BRIEF: Across the entries below, count the lines in which the word "Some" occurs. Reply with the count alone.

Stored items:
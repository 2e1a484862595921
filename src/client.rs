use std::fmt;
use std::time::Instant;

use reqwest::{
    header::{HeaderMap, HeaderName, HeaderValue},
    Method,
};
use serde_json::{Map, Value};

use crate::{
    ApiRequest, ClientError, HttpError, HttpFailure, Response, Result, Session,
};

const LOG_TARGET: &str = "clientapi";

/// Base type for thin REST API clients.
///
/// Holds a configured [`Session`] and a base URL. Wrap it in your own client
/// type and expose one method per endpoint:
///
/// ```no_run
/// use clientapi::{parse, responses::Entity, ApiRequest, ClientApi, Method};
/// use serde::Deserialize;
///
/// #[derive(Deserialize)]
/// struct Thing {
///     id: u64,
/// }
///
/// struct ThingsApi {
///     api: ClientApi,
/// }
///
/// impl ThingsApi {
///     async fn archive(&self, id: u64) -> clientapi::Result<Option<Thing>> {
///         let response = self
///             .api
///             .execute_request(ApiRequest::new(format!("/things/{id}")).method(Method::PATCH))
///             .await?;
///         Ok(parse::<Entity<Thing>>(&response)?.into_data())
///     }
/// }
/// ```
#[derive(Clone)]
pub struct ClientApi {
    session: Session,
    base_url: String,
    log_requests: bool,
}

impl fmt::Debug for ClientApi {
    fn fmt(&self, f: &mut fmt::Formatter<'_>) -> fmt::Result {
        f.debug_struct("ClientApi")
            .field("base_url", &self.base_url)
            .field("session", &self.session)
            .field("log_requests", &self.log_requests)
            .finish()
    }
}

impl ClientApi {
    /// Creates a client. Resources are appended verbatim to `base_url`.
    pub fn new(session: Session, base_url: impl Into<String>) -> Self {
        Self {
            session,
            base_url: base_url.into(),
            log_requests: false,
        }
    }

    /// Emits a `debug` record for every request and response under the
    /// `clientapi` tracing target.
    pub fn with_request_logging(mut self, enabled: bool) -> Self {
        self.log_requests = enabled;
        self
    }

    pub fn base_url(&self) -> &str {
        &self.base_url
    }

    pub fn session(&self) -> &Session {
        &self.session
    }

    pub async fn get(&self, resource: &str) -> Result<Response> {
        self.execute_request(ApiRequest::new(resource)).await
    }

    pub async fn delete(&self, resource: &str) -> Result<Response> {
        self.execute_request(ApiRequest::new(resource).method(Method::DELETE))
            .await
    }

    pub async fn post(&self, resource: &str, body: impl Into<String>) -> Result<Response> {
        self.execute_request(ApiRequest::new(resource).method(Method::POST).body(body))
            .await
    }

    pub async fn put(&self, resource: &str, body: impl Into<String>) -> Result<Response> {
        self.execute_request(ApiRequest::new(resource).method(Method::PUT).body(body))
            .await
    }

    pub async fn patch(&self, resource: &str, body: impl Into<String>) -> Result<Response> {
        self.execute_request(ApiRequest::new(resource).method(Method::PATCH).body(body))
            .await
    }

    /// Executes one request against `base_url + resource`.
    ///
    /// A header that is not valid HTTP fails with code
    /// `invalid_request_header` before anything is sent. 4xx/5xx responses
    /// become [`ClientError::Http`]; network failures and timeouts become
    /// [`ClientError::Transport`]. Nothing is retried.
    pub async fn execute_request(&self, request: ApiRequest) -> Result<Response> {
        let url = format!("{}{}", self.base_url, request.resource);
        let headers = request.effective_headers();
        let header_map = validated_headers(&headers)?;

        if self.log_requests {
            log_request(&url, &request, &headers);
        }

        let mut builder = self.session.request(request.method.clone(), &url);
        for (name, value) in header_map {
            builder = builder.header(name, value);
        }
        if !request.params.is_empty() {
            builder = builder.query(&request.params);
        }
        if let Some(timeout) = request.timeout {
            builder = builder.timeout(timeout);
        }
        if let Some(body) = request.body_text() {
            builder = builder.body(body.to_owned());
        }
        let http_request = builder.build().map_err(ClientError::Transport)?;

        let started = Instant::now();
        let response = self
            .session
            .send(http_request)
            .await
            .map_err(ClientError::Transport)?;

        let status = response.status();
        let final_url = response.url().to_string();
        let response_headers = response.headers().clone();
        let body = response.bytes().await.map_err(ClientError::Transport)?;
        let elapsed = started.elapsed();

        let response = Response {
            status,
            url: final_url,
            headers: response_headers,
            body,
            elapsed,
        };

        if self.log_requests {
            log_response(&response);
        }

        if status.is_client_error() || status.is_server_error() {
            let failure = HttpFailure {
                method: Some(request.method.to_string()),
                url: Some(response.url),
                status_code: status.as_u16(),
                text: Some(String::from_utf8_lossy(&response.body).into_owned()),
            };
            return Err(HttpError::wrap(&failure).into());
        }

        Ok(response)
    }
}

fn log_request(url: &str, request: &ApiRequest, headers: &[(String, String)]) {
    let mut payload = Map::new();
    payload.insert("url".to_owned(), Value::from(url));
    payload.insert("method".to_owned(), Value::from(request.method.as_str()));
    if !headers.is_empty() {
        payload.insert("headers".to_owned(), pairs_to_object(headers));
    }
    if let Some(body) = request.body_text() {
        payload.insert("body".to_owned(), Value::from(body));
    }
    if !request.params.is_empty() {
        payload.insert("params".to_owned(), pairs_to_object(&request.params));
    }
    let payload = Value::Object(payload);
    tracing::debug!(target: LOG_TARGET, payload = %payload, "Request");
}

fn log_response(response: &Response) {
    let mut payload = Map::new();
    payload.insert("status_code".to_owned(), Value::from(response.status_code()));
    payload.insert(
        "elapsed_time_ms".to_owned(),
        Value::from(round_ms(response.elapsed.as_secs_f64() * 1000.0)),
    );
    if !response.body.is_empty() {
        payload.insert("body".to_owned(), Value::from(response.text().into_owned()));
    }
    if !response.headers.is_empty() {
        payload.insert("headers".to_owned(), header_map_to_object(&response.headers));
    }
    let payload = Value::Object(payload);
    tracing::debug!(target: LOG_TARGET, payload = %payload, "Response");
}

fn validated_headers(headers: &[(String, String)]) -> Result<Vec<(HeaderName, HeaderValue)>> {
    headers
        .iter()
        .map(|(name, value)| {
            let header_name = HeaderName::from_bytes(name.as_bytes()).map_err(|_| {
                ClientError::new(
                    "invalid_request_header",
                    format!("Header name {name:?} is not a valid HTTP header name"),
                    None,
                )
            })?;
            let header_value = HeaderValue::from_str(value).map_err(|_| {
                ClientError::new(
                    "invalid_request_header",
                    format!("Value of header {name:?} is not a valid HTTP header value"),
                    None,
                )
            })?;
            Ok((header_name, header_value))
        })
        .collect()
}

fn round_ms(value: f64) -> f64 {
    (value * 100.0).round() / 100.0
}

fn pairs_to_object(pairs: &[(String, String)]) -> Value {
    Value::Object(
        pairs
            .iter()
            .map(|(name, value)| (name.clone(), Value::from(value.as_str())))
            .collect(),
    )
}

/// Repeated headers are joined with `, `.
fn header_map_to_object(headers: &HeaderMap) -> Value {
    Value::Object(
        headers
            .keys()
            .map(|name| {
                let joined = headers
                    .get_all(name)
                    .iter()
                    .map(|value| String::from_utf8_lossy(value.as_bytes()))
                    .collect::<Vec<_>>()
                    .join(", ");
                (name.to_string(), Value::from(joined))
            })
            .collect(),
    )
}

EXERCISE SOLUTION: 6